Dataset entries
=-=-=
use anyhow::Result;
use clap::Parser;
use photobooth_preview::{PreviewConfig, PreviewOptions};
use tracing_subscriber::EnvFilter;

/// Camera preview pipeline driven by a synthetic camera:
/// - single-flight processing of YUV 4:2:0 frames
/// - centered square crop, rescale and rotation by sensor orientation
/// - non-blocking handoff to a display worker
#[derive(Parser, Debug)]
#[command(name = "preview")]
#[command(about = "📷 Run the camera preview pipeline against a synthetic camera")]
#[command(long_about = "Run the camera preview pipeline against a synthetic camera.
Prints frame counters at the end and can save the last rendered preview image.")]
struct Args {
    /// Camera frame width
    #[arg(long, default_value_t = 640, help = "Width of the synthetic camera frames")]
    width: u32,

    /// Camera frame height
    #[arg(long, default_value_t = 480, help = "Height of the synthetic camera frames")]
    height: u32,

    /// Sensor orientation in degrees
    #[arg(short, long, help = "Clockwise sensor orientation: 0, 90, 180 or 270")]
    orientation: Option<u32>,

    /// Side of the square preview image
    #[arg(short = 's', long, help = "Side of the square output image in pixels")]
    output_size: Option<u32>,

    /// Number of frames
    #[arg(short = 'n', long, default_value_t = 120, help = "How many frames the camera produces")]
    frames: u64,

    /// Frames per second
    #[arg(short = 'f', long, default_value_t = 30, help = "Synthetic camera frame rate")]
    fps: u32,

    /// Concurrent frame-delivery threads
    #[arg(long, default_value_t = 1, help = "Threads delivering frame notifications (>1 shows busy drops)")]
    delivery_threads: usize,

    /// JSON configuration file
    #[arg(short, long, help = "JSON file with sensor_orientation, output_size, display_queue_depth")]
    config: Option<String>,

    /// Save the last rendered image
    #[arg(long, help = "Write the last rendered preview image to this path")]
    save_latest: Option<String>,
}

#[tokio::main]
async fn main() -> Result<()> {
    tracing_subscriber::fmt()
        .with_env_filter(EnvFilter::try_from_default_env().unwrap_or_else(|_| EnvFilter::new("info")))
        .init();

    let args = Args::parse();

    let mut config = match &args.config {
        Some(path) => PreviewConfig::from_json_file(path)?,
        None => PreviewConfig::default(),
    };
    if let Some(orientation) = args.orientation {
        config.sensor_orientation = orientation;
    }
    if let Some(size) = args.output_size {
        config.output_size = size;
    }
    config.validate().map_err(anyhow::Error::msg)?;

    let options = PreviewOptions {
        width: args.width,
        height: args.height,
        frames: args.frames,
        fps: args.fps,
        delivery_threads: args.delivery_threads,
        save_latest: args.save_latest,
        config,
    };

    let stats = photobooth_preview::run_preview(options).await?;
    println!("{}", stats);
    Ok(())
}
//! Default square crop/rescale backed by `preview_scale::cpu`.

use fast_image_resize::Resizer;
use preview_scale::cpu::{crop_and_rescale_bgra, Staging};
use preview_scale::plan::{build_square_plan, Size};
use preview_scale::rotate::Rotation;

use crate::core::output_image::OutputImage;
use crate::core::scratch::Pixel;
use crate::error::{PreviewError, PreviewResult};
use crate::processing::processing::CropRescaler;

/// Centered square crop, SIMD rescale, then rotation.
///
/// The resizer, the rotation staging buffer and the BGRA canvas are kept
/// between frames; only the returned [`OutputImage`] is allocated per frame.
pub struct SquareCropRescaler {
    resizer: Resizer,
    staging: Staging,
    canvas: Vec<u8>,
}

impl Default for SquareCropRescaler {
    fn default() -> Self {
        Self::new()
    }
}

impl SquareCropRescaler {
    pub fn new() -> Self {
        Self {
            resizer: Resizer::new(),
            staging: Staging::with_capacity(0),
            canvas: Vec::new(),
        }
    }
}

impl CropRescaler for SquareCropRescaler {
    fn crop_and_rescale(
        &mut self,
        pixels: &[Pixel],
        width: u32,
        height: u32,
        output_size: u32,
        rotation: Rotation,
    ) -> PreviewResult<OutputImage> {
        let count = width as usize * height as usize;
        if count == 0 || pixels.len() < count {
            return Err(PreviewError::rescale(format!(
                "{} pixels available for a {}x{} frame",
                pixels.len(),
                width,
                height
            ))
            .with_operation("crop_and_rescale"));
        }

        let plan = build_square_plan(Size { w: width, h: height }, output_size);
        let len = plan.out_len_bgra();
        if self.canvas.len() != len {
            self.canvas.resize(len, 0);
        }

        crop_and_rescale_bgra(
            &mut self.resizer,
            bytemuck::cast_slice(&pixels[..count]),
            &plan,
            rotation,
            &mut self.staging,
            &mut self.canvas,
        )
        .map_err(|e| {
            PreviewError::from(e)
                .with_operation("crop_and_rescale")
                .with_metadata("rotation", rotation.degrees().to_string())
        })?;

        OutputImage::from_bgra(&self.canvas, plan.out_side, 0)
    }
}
=-=-=
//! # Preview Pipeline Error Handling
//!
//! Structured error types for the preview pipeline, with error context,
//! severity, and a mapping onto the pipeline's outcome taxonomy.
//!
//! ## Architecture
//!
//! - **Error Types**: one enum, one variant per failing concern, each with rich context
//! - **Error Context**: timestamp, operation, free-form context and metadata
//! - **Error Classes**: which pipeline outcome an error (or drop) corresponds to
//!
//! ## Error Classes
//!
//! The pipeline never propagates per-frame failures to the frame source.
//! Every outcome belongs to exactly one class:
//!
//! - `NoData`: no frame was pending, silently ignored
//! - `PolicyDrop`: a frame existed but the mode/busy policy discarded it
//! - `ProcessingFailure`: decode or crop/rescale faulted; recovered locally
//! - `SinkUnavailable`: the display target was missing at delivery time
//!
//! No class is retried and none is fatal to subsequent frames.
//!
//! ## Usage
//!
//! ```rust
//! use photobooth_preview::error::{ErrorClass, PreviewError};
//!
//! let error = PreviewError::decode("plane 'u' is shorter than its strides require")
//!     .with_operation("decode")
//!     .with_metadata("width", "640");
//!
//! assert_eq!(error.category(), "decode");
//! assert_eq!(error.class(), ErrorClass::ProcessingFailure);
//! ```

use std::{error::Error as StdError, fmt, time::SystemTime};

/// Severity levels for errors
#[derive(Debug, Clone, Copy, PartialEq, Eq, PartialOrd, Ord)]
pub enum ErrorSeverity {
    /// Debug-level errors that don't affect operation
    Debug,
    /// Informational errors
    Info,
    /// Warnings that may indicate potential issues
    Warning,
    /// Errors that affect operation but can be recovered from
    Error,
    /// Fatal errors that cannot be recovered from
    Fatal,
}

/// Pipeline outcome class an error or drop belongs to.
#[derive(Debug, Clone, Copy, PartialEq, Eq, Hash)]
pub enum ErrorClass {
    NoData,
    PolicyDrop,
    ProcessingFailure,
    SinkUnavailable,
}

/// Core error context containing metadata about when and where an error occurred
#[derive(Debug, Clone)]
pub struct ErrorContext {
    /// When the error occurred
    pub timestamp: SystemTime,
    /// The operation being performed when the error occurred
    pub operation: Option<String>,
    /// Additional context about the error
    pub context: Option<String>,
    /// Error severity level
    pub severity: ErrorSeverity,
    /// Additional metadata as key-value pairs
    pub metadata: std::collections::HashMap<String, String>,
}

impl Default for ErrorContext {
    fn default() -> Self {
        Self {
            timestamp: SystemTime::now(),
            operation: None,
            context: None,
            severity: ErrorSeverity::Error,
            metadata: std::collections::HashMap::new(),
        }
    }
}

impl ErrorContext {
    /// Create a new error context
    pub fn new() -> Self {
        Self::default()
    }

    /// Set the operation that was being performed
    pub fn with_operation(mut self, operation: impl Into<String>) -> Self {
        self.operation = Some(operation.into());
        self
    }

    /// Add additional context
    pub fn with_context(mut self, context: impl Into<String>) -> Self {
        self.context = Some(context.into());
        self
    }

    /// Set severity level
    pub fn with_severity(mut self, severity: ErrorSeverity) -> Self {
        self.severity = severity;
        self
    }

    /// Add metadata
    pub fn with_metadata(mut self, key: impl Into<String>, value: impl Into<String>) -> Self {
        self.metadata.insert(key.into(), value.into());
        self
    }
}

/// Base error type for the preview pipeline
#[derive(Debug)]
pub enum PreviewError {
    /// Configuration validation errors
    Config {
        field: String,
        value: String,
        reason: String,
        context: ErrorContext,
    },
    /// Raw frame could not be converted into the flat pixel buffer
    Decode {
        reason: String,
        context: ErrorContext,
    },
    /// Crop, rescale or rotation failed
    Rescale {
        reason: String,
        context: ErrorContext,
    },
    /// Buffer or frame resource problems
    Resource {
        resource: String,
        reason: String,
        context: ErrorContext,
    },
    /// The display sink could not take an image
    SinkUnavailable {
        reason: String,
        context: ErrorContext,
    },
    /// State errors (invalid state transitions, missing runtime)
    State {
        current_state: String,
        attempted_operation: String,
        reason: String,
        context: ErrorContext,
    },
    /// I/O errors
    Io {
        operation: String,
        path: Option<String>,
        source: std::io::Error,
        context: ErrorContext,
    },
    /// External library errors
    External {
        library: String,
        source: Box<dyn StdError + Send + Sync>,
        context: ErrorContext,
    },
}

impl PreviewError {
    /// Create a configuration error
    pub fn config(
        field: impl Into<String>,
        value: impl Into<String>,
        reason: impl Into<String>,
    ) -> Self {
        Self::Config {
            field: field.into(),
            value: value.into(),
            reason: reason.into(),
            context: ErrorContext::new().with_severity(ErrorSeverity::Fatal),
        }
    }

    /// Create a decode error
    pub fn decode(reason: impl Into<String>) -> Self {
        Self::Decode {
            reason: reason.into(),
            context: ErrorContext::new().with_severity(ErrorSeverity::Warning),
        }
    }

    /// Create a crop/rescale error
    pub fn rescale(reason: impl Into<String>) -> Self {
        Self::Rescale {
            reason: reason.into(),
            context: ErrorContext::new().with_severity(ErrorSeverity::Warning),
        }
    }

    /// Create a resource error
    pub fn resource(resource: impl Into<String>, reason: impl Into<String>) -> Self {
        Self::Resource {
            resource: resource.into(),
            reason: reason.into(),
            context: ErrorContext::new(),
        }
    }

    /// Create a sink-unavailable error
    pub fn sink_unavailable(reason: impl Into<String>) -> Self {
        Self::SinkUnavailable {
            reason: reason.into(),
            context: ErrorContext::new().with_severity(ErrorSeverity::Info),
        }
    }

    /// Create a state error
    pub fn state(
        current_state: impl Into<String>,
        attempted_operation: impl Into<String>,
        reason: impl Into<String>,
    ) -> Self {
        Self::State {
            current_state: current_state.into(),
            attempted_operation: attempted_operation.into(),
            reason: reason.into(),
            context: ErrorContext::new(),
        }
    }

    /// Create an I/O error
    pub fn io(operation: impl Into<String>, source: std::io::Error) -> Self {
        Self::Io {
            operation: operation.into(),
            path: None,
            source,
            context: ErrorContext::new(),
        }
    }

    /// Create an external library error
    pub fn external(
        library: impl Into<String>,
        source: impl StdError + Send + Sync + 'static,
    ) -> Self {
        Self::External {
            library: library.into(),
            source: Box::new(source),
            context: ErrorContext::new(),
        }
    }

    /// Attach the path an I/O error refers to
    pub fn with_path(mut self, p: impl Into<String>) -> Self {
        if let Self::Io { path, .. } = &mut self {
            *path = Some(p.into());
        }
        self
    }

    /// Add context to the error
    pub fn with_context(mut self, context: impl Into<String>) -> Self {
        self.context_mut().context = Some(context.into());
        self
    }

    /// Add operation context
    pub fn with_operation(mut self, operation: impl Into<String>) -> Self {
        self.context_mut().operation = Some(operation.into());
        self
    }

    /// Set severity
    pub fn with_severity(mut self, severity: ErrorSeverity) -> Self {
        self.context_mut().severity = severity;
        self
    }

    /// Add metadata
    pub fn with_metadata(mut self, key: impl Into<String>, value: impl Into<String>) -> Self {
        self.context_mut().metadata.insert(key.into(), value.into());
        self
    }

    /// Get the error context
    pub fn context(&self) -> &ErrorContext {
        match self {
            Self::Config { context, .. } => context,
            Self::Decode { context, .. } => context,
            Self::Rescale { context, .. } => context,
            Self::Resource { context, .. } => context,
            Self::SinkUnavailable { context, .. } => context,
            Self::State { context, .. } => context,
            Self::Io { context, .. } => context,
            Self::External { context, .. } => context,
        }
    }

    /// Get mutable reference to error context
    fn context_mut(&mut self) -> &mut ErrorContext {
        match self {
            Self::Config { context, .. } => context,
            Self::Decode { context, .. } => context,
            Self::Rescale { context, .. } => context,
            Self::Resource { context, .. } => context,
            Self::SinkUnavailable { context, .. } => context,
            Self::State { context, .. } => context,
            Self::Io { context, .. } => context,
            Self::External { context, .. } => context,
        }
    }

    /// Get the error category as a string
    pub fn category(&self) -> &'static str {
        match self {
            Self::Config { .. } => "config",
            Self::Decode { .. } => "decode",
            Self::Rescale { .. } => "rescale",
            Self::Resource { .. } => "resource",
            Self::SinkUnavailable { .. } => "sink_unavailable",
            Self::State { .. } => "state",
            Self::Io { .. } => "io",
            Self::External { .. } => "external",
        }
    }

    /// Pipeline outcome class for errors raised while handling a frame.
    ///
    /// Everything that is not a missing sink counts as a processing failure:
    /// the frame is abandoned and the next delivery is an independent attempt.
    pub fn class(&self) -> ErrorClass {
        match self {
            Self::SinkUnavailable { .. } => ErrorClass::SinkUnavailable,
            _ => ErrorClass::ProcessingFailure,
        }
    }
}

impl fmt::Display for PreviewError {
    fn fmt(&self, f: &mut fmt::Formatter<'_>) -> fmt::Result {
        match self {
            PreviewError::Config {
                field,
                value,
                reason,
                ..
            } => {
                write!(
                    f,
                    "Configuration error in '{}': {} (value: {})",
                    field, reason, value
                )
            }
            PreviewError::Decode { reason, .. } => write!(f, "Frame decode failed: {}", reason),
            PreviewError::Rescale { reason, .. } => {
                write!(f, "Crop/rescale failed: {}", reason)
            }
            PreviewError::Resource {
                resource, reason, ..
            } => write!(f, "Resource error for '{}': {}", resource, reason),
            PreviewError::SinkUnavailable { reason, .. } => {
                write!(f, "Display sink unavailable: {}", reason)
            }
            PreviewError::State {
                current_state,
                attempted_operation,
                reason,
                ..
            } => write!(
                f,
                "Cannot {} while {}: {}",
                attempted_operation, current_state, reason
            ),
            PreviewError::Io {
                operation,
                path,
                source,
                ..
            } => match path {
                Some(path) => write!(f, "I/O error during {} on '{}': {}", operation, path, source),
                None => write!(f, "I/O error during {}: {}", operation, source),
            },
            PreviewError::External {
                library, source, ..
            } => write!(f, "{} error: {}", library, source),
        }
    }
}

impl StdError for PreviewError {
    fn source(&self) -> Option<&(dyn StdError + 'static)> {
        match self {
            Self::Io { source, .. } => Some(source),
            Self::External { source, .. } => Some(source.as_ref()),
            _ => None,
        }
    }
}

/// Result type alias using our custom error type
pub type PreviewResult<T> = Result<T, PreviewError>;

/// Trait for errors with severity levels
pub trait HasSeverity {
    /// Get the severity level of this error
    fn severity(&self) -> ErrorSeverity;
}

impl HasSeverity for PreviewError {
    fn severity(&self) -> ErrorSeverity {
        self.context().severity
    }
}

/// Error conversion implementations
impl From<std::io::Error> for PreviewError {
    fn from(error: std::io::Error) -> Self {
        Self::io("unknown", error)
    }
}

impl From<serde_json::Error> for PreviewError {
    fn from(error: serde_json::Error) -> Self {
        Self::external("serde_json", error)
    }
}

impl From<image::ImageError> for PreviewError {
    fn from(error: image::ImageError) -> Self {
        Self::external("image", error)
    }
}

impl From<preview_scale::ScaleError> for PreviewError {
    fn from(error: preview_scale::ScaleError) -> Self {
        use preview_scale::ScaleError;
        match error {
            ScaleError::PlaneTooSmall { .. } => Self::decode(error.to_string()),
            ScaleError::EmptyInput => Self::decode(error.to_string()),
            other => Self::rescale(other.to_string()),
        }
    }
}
=-=-=
• **Problem details**
Copy the lines of the entries above that mention "canvas".

• **Answer for this exercise**
/// The resizer, the rotation staging buffer and the BGRA canvas are kept
    canvas: Vec<u8>,
            canvas: Vec::new(),
        if self.canvas.len() != len {
            self.canvas.resize(len, 0);
            &mut self.canvas,
        OutputImage::from_bgra(&self.canvas, plan.out_side, 0)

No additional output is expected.